(Stored entries)
-- Opening Marker --

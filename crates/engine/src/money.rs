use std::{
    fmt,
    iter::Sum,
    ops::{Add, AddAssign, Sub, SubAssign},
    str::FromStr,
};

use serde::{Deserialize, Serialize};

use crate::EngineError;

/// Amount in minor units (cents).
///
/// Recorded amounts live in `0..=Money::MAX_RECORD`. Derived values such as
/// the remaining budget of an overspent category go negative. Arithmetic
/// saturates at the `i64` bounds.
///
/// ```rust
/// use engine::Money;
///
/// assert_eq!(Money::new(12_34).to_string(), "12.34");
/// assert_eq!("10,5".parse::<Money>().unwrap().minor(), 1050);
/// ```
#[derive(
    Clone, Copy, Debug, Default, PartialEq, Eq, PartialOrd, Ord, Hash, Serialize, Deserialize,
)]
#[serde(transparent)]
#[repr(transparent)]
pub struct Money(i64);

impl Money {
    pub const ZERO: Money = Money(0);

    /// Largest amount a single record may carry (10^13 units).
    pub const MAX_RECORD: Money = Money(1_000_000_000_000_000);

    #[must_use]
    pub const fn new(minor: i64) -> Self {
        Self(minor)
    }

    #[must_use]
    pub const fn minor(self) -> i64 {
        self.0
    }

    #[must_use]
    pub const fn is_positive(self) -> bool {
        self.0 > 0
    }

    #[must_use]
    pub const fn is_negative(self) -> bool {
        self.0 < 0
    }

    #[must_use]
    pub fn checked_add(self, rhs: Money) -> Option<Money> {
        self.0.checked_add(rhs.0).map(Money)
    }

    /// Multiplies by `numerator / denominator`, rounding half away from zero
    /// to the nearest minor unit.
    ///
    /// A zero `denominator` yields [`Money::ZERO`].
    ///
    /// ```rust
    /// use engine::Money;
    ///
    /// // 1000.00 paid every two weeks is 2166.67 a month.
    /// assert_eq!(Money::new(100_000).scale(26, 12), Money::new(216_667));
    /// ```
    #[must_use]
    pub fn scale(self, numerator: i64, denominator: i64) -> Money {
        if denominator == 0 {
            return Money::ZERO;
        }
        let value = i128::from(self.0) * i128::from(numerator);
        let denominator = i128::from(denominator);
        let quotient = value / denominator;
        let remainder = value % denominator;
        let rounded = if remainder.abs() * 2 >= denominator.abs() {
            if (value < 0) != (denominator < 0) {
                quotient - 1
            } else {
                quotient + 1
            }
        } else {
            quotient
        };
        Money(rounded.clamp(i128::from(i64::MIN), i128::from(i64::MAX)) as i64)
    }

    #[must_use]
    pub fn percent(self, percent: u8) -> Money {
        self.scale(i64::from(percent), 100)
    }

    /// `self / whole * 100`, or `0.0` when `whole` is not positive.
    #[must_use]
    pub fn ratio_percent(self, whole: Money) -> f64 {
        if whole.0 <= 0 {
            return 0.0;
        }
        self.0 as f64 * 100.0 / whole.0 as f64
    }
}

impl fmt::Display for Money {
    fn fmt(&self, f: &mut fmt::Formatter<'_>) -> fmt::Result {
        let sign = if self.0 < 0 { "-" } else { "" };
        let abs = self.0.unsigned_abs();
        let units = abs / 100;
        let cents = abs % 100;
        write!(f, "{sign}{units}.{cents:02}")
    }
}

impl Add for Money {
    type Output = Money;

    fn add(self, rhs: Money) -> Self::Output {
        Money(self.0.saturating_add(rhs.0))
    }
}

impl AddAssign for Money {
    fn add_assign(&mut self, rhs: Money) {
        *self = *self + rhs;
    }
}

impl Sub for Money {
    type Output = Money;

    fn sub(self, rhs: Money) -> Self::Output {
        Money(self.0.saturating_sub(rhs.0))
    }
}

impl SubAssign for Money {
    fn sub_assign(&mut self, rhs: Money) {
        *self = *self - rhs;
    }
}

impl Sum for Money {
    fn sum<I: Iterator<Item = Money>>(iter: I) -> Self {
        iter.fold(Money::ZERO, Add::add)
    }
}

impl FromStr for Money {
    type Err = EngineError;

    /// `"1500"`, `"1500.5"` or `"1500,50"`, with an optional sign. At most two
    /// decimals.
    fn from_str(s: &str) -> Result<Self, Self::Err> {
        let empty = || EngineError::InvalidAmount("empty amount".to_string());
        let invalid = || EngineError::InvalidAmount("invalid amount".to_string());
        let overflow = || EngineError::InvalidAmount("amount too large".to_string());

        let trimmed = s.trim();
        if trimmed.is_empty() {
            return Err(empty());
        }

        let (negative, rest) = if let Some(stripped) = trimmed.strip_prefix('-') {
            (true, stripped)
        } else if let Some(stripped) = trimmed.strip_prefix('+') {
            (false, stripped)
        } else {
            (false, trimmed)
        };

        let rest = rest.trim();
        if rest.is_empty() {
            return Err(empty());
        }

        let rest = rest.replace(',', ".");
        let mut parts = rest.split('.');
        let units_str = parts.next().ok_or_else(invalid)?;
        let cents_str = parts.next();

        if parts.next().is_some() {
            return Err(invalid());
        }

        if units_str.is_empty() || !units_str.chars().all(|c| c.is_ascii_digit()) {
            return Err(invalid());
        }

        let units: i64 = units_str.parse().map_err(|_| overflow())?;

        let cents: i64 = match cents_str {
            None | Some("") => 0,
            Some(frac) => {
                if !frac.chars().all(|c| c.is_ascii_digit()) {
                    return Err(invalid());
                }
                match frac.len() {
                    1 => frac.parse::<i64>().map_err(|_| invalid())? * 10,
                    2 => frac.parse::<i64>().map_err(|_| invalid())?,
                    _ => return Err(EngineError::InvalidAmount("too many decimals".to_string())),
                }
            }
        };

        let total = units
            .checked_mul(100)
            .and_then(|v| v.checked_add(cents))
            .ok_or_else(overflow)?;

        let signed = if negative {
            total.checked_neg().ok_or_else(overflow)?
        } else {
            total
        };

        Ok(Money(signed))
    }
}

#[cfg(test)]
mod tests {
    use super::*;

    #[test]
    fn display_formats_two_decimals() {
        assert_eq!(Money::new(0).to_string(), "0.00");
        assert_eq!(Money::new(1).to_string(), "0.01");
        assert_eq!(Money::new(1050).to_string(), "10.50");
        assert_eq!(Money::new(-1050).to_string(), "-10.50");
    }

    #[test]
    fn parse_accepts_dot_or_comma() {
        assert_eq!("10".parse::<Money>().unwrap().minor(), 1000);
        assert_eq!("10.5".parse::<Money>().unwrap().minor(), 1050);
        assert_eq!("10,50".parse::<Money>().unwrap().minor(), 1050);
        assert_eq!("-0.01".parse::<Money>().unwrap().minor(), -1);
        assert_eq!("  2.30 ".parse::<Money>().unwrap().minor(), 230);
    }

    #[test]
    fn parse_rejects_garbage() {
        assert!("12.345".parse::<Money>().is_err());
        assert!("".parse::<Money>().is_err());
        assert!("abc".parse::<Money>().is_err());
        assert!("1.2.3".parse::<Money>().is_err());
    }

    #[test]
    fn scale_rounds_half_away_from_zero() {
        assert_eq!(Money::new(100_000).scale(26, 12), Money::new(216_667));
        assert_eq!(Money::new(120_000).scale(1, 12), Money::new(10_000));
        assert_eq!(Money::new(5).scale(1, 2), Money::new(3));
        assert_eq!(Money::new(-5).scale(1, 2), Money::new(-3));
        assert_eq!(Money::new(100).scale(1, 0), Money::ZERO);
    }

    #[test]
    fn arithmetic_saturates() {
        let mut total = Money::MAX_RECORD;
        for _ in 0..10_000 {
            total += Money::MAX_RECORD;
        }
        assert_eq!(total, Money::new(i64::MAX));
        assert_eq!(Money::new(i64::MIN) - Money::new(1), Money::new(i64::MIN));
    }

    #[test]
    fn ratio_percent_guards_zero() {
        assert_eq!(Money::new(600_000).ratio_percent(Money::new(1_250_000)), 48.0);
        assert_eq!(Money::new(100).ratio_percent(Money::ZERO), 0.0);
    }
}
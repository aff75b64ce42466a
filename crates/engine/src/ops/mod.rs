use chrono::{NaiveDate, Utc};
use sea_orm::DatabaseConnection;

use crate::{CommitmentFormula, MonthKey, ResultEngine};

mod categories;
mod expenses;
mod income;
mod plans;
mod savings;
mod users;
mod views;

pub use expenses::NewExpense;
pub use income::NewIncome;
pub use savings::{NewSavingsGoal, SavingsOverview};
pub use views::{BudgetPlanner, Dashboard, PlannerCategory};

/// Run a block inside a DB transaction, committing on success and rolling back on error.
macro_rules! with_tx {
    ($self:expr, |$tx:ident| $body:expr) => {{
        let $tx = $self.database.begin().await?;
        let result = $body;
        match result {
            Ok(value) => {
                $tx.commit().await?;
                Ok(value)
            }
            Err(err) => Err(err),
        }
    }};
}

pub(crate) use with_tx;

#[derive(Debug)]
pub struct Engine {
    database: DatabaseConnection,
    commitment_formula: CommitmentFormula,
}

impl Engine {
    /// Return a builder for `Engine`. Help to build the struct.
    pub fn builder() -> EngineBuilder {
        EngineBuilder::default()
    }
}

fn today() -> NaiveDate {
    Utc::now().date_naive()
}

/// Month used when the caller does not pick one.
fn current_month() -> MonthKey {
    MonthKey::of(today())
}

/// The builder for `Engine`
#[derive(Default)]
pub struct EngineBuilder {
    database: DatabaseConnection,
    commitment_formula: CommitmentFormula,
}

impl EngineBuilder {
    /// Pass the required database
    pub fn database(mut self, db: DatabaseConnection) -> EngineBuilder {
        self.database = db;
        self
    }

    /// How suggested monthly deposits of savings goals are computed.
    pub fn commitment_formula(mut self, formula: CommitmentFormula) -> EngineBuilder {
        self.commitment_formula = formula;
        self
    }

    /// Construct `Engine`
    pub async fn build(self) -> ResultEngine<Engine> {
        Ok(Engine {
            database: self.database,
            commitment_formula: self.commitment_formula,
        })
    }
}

-- Closing Marker --

## Exercise instructions:
Using the entries above, return each line in which the word "whole" occurs.

## Solution:
    /// `self / whole * 100`, or `0.0` when `whole` is not positive.
    pub fn ratio_percent(self, whole: Money) -> f64 {
        if whole.0 <= 0 {
        self.0 as f64 * 100.0 / whole.0 as f64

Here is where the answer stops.